Given entries:
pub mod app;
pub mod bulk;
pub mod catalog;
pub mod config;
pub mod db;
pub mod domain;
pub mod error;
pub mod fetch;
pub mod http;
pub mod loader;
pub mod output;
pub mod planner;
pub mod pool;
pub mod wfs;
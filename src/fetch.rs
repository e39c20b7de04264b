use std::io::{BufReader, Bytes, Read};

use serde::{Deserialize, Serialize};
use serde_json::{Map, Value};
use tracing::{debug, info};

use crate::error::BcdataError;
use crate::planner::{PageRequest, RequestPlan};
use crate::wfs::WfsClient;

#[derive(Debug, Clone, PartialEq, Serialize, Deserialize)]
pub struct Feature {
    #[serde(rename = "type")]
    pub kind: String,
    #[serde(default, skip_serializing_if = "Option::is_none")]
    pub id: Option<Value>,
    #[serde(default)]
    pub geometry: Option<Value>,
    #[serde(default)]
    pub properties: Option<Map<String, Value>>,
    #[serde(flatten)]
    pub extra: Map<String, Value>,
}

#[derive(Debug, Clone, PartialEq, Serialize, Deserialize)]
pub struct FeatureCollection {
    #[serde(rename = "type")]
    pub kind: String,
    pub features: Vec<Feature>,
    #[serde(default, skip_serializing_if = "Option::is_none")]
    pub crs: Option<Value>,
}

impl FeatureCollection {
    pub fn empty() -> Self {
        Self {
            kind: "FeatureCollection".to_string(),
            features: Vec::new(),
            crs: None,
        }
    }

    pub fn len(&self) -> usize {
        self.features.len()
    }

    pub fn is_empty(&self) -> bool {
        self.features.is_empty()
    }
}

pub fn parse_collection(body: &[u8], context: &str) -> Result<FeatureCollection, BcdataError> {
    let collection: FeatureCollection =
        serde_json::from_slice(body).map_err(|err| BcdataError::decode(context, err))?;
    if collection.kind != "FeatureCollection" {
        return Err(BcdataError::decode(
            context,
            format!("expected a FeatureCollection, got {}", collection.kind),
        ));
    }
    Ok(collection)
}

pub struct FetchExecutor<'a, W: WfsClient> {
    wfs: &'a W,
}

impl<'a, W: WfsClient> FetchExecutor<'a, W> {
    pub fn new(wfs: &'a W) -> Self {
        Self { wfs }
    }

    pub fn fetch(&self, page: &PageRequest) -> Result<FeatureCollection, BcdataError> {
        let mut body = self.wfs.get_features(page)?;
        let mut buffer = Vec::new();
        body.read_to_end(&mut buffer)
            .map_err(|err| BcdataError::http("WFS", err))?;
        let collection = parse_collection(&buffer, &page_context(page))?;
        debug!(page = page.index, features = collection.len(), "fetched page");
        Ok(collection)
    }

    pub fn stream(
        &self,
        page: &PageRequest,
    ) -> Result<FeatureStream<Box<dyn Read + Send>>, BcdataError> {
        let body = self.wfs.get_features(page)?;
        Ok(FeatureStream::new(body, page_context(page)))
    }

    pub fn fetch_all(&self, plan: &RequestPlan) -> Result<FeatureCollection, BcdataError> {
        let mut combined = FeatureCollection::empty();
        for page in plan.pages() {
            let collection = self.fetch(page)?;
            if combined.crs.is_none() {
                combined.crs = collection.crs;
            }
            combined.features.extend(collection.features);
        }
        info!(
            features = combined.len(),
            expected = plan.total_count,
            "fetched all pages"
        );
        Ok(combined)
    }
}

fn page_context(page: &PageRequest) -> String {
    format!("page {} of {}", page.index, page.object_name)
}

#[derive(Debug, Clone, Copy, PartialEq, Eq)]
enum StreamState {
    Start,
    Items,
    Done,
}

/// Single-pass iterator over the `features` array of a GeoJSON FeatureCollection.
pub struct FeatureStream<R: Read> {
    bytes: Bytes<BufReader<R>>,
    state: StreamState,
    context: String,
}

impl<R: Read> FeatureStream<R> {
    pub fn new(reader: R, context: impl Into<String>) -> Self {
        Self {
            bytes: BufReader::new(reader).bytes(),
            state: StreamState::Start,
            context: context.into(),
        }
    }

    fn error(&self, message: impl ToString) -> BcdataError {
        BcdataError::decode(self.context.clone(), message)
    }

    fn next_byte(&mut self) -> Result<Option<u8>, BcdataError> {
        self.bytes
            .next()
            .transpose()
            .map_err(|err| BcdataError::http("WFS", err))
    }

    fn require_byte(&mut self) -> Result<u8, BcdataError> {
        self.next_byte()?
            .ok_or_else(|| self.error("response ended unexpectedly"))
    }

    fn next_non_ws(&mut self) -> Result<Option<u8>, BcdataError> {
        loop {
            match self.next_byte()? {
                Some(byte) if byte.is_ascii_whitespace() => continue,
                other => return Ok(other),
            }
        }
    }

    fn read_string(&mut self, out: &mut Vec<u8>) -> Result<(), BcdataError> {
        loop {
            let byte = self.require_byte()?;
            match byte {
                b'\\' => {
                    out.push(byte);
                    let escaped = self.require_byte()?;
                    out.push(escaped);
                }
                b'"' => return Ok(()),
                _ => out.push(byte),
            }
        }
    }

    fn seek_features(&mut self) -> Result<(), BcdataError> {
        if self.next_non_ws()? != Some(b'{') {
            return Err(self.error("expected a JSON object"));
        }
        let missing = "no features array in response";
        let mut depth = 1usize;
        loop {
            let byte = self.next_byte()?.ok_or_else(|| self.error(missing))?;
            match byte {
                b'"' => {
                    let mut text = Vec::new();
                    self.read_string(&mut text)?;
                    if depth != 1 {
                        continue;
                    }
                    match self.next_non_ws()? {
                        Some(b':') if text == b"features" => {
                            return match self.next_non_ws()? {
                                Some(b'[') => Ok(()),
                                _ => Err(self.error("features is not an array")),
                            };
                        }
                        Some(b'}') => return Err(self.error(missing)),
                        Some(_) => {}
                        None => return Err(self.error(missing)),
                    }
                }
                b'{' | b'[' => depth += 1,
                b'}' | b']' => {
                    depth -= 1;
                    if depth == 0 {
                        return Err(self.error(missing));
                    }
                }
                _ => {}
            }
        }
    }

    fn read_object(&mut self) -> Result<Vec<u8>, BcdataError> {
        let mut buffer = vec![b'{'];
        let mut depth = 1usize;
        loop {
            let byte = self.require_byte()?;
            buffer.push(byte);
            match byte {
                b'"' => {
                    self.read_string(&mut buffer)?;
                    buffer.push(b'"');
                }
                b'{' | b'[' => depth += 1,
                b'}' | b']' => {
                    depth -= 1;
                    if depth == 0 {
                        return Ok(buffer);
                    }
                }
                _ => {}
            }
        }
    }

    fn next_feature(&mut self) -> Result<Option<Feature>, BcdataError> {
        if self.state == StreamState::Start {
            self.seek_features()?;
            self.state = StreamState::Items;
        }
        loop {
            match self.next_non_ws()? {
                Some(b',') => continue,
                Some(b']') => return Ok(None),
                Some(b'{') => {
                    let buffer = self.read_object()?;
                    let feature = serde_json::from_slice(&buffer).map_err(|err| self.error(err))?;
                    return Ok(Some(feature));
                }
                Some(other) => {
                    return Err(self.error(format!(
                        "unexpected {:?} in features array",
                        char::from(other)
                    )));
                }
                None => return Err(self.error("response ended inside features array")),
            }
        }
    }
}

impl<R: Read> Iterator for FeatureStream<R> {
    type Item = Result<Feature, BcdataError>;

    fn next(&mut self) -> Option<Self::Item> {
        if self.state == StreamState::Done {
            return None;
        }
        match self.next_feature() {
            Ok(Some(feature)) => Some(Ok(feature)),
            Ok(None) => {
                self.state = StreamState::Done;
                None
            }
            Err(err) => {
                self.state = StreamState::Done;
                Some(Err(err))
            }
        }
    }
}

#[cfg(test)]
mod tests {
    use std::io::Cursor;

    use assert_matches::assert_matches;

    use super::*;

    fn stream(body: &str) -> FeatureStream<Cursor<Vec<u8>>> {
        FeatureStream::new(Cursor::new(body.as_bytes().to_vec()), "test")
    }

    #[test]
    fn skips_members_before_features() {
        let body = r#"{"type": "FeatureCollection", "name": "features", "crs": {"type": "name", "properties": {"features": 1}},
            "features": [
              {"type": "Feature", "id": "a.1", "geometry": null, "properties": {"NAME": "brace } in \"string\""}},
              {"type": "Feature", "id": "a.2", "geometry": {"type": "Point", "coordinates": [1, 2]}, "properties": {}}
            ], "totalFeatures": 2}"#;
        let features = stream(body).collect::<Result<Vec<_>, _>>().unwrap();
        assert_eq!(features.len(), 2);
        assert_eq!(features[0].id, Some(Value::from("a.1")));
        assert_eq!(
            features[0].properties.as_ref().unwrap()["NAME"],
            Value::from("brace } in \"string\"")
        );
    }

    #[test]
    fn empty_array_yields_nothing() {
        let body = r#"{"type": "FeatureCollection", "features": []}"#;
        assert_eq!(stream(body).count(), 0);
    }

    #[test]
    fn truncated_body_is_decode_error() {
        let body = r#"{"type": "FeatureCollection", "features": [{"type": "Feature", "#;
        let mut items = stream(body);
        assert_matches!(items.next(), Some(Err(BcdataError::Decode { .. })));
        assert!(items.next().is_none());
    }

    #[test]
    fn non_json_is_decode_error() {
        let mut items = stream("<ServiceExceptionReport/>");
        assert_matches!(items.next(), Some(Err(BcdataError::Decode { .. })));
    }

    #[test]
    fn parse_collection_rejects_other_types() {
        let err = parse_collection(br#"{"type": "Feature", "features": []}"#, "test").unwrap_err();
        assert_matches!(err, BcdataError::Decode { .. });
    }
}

Required work: Give the number of lines in the listing above that contain the word "continue", with no other text.

Answer to this exercise: 3